Discussion in 'War Against Japan' started by von Poop, Feb 15, 2007.

  1. von Poop

    von Poop Adaministrator Admin

    A mention of a Kamikaze museum on one of those 'Gladiators of ww2' type television programmes just now led me to this interesting web site/project:
    Kamikaze Images
    Worth a shufti.

    Cheers,
    Adam.
     
  2. marcus69x

    marcus69x I love WW2 meah!!!

    Was that on last night Adam? I watched something about kamikaze pilots last night on the history channel. They were off their heads them guys like. All singing songs on their last walk to their aircraft??? Some of the footage showed that some of them even missed their target. I wonder how daft they would have felt knowing that. Also, if this was their contribution to helping their country, the fact that they lost, does that make their actions pointless?
     
  3. von Poop

    von Poop Adaministrator Admin

    Yes mate, UKTV History, one of their series they repeat ad nauseum.

    The site intrigued me due to it's serious attempt at getting a balanced view of US & Japanese perspectives. (though not much on what commonwealth troops who faced them thought, can't blame him for that, it seems a big subject he's taken on)
    It's a tricky road he's chosen to follow which raises all sorts of questions on national and political perceptions of what is acceptable in warfare, These questions could so easily be diverted into arguments useful to apologists and even a kind of denial but he seems to walk the line rather well.
    You can't always be too 'balanced' about grim events of politics and war but I'm always pleased when someone makes a serious attempt to be as neutral as possible as it can avoid the understandable subjective condemnation that can sometimes cloud the gathering of historical information.
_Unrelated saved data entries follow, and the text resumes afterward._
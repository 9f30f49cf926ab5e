//! Domain models and request/response payloads

use serde::Serialize;

pub mod follow;
pub mod loan;
pub mod message;
pub mod post;
pub mod savings;
pub mod user;

/// Pagination metadata returned with list responses
#[derive(Debug, Clone, Serialize)]
pub struct Pagination {
    pub current_page: u32,
    pub total_pages: u32,
    pub total: i64,
    pub has_next: bool,
    pub has_prev: bool,
}

impl Pagination {
    /// Build pagination metadata from a 1-based page, page size, and total count
    pub fn new(page: u32, limit: u32, total: i64) -> Self {
        let total_pages = if total == 0 {
            0
        } else {
            (total as u64).div_ceil(limit as u64) as u32
        };

        Self {
            current_page: page,
            total_pages,
            total,
            has_next: (page as i64) * (limit as i64) < total,
            has_prev: page > 1,
        }
    }
}

/// Clamp caller-supplied pagination to sane bounds and return (page, limit, offset)
pub fn page_bounds(page: Option<u32>, limit: Option<u32>, default_limit: u32) -> (u32, u32, i64) {
    let page = page.unwrap_or(1).max(1);
    let limit = limit.unwrap_or(default_limit).clamp(1, 100);
    let offset = (page as i64 - 1) * limit as i64;
    (page, limit, offset)
}

#[cfg(test)]
mod tests {
    use super::*;

    #[test]
    fn test_pagination_metadata() {
        let p = Pagination::new(2, 10, 25);
        assert_eq!(p.total_pages, 3);
        assert!(p.has_next);
        assert!(p.has_prev);

        let p = Pagination::new(3, 10, 25);
        assert!(!p.has_next);
    }

    #[test]
    fn test_page_bounds_clamps_limit() {
        let (page, limit, offset) = page_bounds(Some(0), Some(500), 20);
        assert_eq!(page, 1);
        assert_eq!(limit, 100);
        assert_eq!(offset, 0);

        let (page, limit, offset) = page_bounds(Some(3), None, 20);
        assert_eq!(page, 3);
        assert_eq!(limit, 20);
        assert_eq!(offset, 40);
    }
}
It could be said that the end result of such careful enquiry is a little bland but it is an approach that can provide much more material from both sides of a divide to base future enquiry, disagreements and even arguments upon.
     
  4. adrian roberts

    adrian roberts Senior Member

    They were off their heads them guys like. All singing songs on their last walk to their aircraft??? Some of the footage showed that some of them even missed their target. I wonder how daft they would have felt knowing that. Also, if this was their contribution to helping their country, the fact that they lost, does that make their actions pointless?


    If you read the site carefully, you will see that the Japanese considered - and sometimes still consider - that these men were not only heroes but that their tactics and mentality were entirely logical, given the culture in which they lived.
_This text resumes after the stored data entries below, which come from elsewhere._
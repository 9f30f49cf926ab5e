//! Post model with embedded likes and comments

use chrono::{DateTime, Utc};
use serde::{Deserialize, Serialize};
use uuid::Uuid;

use crate::models::user::UserSummary;

pub const MAX_POST_LENGTH: usize = 2000;
pub const MAX_COMMENT_LENGTH: usize = 500;

/// Post entity; likes and comments are embedded documents
#[derive(Debug, Clone, Serialize, Deserialize)]
pub struct Post {
    pub id: Uuid,
    pub author_id: Uuid,
    pub content: String,
    pub image_url: Option<String>,
    pub likes: Vec<Uuid>,
    pub comments: Vec<Comment>,
    pub visibility: Visibility,
    pub is_active: bool,
    pub created_at: DateTime<Utc>,
    pub updated_at: DateTime<Utc>,
}

impl Post {
    pub fn like_count(&self) -> usize {
        self.likes.len()
    }

    pub fn comment_count(&self) -> usize {
        self.comments.len()
    }

    pub fn is_liked_by(&self, user_id: Uuid) -> bool {
        self.likes.contains(&user_id)
    }

    /// Add or remove a like; returns true when the post is liked afterwards
    pub fn toggle_like(&mut self, user_id: Uuid) -> bool {
        if let Some(pos) = self.likes.iter().position(|id| *id == user_id) {
            self.likes.remove(pos);
            false
        } else {
            self.likes.push(user_id);
            true
        }
    }

    pub fn add_comment(&mut self, user_id: Uuid, text: String, now: DateTime<Utc>) -> &Comment {
        self.comments.push(Comment {
            user_id,
            text,
            created_at: now,
        });
        self.comments.last().expect("comment was just pushed")
    }
}

/// Embedded comment
#[derive(Debug, Clone, Serialize, Deserialize)]
pub struct Comment {
    pub user_id: Uuid,
    pub text: String,
    pub created_at: DateTime<Utc>,
}

/// Post visibility
#[derive(Debug, Clone, Copy, Default, PartialEq, Eq, Serialize, Deserialize)]
#[serde(rename_all = "snake_case")]
pub enum Visibility {
    #[default]
    Public,
    Friends,
    Private,
}

impl Visibility {
    pub fn as_str(&self) -> &'static str {
        match self {
            Visibility::Public => "public",
            Visibility::Friends => "friends",
            Visibility::Private => "private",
        }
    }
}

impl std::str::FromStr for Visibility {
    type Err = String;

    fn from_str(s: &str) -> Result<Self, Self::Err> {
        match s {
            "public" => Ok(Visibility::Public),
            "friends" => Ok(Visibility::Friends),
            "private" => Ok(Visibility::Private),
            other => Err(format!("unknown visibility: {}", other)),
        }
    }
}

/// Post joined with its author's public profile
#[derive(Debug, Clone, Serialize)]
pub struct PostView {
    #[serde(flatten)]
    pub post: Post,
    pub author: UserSummary,
    pub like_count: usize,
    pub comment_count: usize,
}

impl PostView {
    pub fn new(post: Post, author: UserSummary) -> Self {
        let like_count = post.like_count();
        let comment_count = post.comment_count();
        Self {
            post,
            author,
            like_count,
            comment_count,
        }
    }
}

/// Request to create a post
#[derive(Debug, Deserialize)]
pub struct CreatePostRequest {
    pub content: String,
    #[serde(default)]
    pub image_url: Option<String>,
    #[serde(default)]
    pub visibility: Option<Visibility>,
}

/// Request to comment on a post
#[derive(Debug, Deserialize)]
pub struct CommentRequest {
    pub text: String,
}

#[cfg(test)]
mod tests {
    use super::*;

    fn post() -> Post {
        Post {
            id: Uuid::new_v4(),
            author_id: Uuid::new_v4(),
            content: "hello".to_string(),
            image_url: None,
            likes: vec![],
            comments: vec![],
            visibility: Visibility::Public,
            is_active: true,
            created_at: Utc::now(),
            updated_at: Utc::now(),
        }
    }

    #[test]
    fn test_toggle_like_round_trip() {
        let mut post = post();
        let user = Uuid::new_v4();

        assert!(post.toggle_like(user));
        assert!(post.is_liked_by(user));
        assert_eq!(post.like_count(), 1);

        assert!(!post.toggle_like(user));
        assert!(!post.is_liked_by(user));
        assert_eq!(post.like_count(), 0);
    }

    #[test]
    fn test_add_comment_appends_in_order() {
        let mut post = post();
        let user = Uuid::new_v4();
        let now = Utc::now();

        post.add_comment(user, "first".to_string(), now);
        post.add_comment(user, "second".to_string(), now);

        assert_eq!(post.comment_count(), 2);
        assert_eq!(post.comments[0].text, "first");
        assert_eq!(post.comments[1].text, "second");
    }

    #[test]
    fn test_visibility_round_trips_through_text() {
        for v in [Visibility::Public, Visibility::Friends, Visibility::Private] {
            assert_eq!(v.as_str().parse::<Visibility>().unwrap(), v);
        }
        assert!("hidden".parse::<Visibility>().is_err());
    }
}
    It is only in Western culture, since the Renaissance and more especially in the last hundred years or so, that the individual is seen as more important than community. In other cultures, people's identity is seen as having validity only in the context of their family and community. Therefore giving your life for the sake of the community is perfectly justifiable.

    I'm not supporting suicide weapons - I still consider Western culture,founded first on Greek and then on Christian philosophy, to be superior precisely because it values the individual. But current events in Middle East show that we misunderstand the culture that leads to suicide warfare at our peril. It just won't do to say that Kamikaze pilots, or modern suicide bombers, are a bunch of brainwashed fanatics.
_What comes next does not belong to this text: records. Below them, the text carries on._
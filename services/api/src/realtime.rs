//! Real-time messaging and presence over WebSocket
//!
//! A single `/ws` endpoint carries tagged JSON events in both directions.
//! Connections start unauthenticated; an `authenticate` event carrying a
//! valid access token binds the socket to a user in the shared registry.
//! Messages to offline users are persisted only; there is no offline
//! delivery queue.

use axum::{
    extract::{
        State, WebSocketUpgrade,
        ws::{Message as WsMessage, WebSocket},
    },
    response::IntoResponse,
};
use chrono::Utc;
use tokio::sync::mpsc;
use tracing::{error, info};
use uuid::Uuid;

use crate::{
    models::message::{MAX_MESSAGE_LENGTH, NewMessage},
    realtime::events::{ClientEvent, PresenceStatus, ServerEvent},
    realtime::presence::EventSender,
    state::AppState,
};

pub mod events;
pub mod presence;

/// Upgrade handler for `GET /ws`
pub async fn ws_handler(
    State(state): State<AppState>,
    ws: WebSocketUpgrade,
) -> impl IntoResponse {
    ws.on_upgrade(move |socket| handle_socket(socket, state))
}

/// Per-connection loop. Runs until the client closes the socket or the
/// transport fails, then tears down any presence registration.
async fn handle_socket(mut socket: WebSocket, state: AppState) {
    let (tx, mut rx) = mpsc::unbounded_channel::<ServerEvent>();
    let mut authenticated: Option<Uuid> = None;

    loop {
        tokio::select! {
            incoming = socket.recv() => {
                let Some(Ok(frame)) = incoming else {
                    break;
                };
                match frame {
                    WsMessage::Text(text) => {
                        let reply = match serde_json::from_str::<ClientEvent>(&text) {
                            Ok(event) => {
                                handle_event(event, &state, &tx, &mut authenticated).await
                            }
                            Err(_) => Some(ServerEvent::Error {
                                message: "Unrecognized event".to_string(),
                            }),
                        };
                        if let Some(reply) = reply
                            && send_frame(&mut socket, &reply).await.is_err()
                        {
                            break;
                        }
                    }
                    WsMessage::Close(_) => break,
                    // Pings are answered by axum; binary frames are ignored
                    _ => {}
                }
            }
            outgoing = rx.recv() => {
                // The sender half lives in this task, so the channel
                // cannot close while we are still looping
                let Some(event) = outgoing else {
                    break;
                };
                if send_frame(&mut socket, &event).await.is_err() {
                    break;
                }
            }
        }
    }

    if let Some(user_id) = authenticated {
        state.registry.unregister(user_id, &tx);
        state.registry.broadcast(ServerEvent::UserStatusChange {
            user_id,
            status: PresenceStatus::Offline,
            timestamp: Utc::now(),
        });
        info!("User {} disconnected from realtime channel", user_id);
    }
}

async fn send_frame(socket: &mut WebSocket, event: &ServerEvent) -> Result<(), axum::Error> {
    match serde_json::to_string(event) {
        Ok(json) => socket.send(WsMessage::Text(json)).await,
        Err(e) => {
            error!("Failed to serialize realtime event: {}", e);
            Ok(())
        }
    }
}

/// Dispatch one client event. Returns the direct reply for this socket,
/// if any; events for other users go through the registry.
async fn handle_event(
    event: ClientEvent,
    state: &AppState,
    tx: &EventSender,
    authenticated: &mut Option<Uuid>,
) -> Option<ServerEvent> {
    match event {
        ClientEvent::Authenticate { token } => {
            Some(authenticate(state, tx, authenticated, &token).await)
        }
        ClientEvent::SendMessage {
            recipient_id,
            content,
            message_type,
            attachment_url,
        } => {
            let Some(sender_id) = *authenticated else {
                return Some(not_authenticated());
            };
            Some(
                relay_message(
                    state,
                    sender_id,
                    recipient_id,
                    content,
                    message_type.unwrap_or_default(),
                    attachment_url,
                )
                .await,
            )
        }
        ClientEvent::MarkRead {
            message_id,
            conversation_user_id,
        } => {
            let Some(reader_id) = *authenticated else {
                return Some(not_authenticated());
            };
            Some(mark_read(state, reader_id, message_id, conversation_user_id).await)
        }
        ClientEvent::TypingStart { recipient_id } => {
            let Some(user_id) = *authenticated else {
                return Some(not_authenticated());
            };
            let user = state
                .user_repository
                .find_active_by_id(user_id)
                .await
                .ok()
                .flatten()?;
            state.registry.send_to(
                recipient_id,
                ServerEvent::UserTyping {
                    user_id,
                    user: user.summary(),
                },
            );
            None
        }
        ClientEvent::TypingStop { recipient_id } => {
            let Some(user_id) = *authenticated else {
                return Some(not_authenticated());
            };
            state
                .registry
                .send_to(recipient_id, ServerEvent::UserStoppedTyping { user_id });
            None
        }
        ClientEvent::JoinConversation { .. } | ClientEvent::LeaveConversation { .. } => {
            if authenticated.is_none() {
                return Some(not_authenticated());
            }
            None
        }
    }
}

fn not_authenticated() -> ServerEvent {
    ServerEvent::Error {
        message: "Not authenticated".to_string(),
    }
}

async fn authenticate(
    state: &AppState,
    tx: &EventSender,
    authenticated: &mut Option<Uuid>,
    token: &str,
) -> ServerEvent {
    let claims = match state.jwt_service.validate_access_token(token) {
        Ok(claims) => claims,
        Err(_) => {
            return ServerEvent::AuthenticationError {
                message: "Invalid token or user not found".to_string(),
            };
        }
    };

    let user = match state.user_repository.find_active_by_id(claims.sub).await {
        Ok(Some(user)) => user,
        Ok(None) => {
            return ServerEvent::AuthenticationError {
                message: "Invalid token or user not found".to_string(),
            };
        }
        Err(e) => {
            error!("Failed to load user during socket auth: {}", e);
            return ServerEvent::AuthenticationError {
                message: "Authentication failed".to_string(),
            };
        }
    };

    *authenticated = Some(user.id);
    state.registry.register(user.id, tx.clone());
    state.registry.broadcast(ServerEvent::UserStatusChange {
        user_id: user.id,
        status: PresenceStatus::Online,
        timestamp: Utc::now(),
    });
    info!("User {} authenticated on realtime channel", user.id);

    ServerEvent::Authenticated {
        user_id: user.id,
        message: "Successfully authenticated".to_string(),
    }
}

async fn relay_message(
    state: &AppState,
    sender_id: Uuid,
    recipient_id: Uuid,
    content: String,
    message_type: crate::models::message::MessageType,
    attachment_url: Option<String>,
) -> ServerEvent {
    let content = content.trim().to_string();
    if content.is_empty() || content.chars().count() > MAX_MESSAGE_LENGTH {
        return ServerEvent::Error {
            message: "Recipient and content are required".to_string(),
        };
    }
    if recipient_id == sender_id {
        return ServerEvent::Error {
            message: "Cannot send a message to yourself".to_string(),
        };
    }

    match state.user_repository.find_active_by_id(recipient_id).await {
        Ok(Some(_)) => {}
        Ok(None) => {
            return ServerEvent::Error {
                message: "Recipient not found".to_string(),
            };
        }
        Err(e) => {
            error!("Failed to look up recipient: {}", e);
            return ServerEvent::Error {
                message: "Failed to send message".to_string(),
            };
        }
    }

    let new_message = NewMessage {
        sender_id,
        recipient_id,
        content,
        message_type,
        attachment_url,
    };

    let message = match state.message_repository.create(&new_message).await {
        Ok(message) => message,
        Err(e) => {
            error!("Failed to persist realtime message: {}", e);
            return ServerEvent::Error {
                message: "Failed to send message".to_string(),
            };
        }
    };

    state.registry.send_to(
        recipient_id,
        ServerEvent::NewMessage {
            message: message.clone(),
        },
    );

    ServerEvent::MessageSent { message }
}

async fn mark_read(
    state: &AppState,
    reader_id: Uuid,
    message_id: Option<Uuid>,
    conversation_user_id: Option<Uuid>,
) -> ServerEvent {
    let result = if let Some(message_id) = message_id {
        state
            .message_repository
            .mark_read(message_id, reader_id)
            .await
            .map(|_| ())
    } else if let Some(other_id) = conversation_user_id {
        state
            .message_repository
            .mark_conversation_read(other_id, reader_id)
            .await
            .map(|_| ())
    } else {
        Ok(())
    };

    match result {
        Ok(()) => ServerEvent::MessagesMarkedRead {
            message_id,
            conversation_user_id,
        },
        Err(e) => {
            error!("Failed to mark messages read: {}", e);
            ServerEvent::Error {
                message: "Failed to mark messages as read".to_string(),
            }
        }
    }
}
    Sorry to lead onto modern politics, but the parallels are highly compelling, and the whole point of studying history is to learn from it.
     
  5. jason taylor

    jason taylor Junior Member

    I think that all this is somewhat exaggerated. Every belligerant that had any effectiveness at all at those times did things like that once in a while. Anyone remember Churchill saying, "you can always take one with you"? And history shows that that was not always metaphor-but the fact that the metaphor came so naturally shows that it really isn't so odd a thought to Westerners. The difference is that the Japanese did that routinely and often by their own hand(the last difference is minute as regards "mindset" and is really only a cultural eccentricity as compared to the similarities). However many countries at such a desperate situation would have done something similar.
    And singing songs going on one's last walk to one's aircraft doesn't seem weird to me at all. It is just putting up a front to make a good impression when they go. Like a condemned man wearing evening dress and paying a tip to the hangman. Or like Spartans saying "tonight we dine in Hades". Or like that guy in "God's and Generals" quoting classics as he advances on Fredricksburg. The point is the same, to work oneself up and to make sure one retains one's pride.
    As for "giving ones life for one's community" being less acceptable in Western countries, you do realize that it would be kind of hard to fight World War II without that being acceptable in Western Countries. And in any case valuing individuals in this regard usually means valuing other individuals. Neither Greek nor Christian philosophy says that an individual ought to value HIMSELF over other individuals. That is more Seinfield philosophy.
    As for comparing Kamikazes with suicide bombers, that is more then a little insulting. Suicide bombers are attacking civilians walking the streets peacefully.
    It is the curious, and rather unclassy conceit of Anglo-Americans that we are brave but our enemies are fanatical. Not only is that ungracious but it prevents us from understanding our enemies and one must understand ones enemy to fight him.
     
  6. SouthWestPacificVet

    SouthWestPacificVet Confirmed Liar

    Heroes?

    Read up on the japs first, spidge has some very accurate posts on what the heroes really did.
     
  7. jason taylor

    jason taylor Junior Member

    Heroes?

    Read up on the japs first, spidge has some very accurate posts on what the heroes really did.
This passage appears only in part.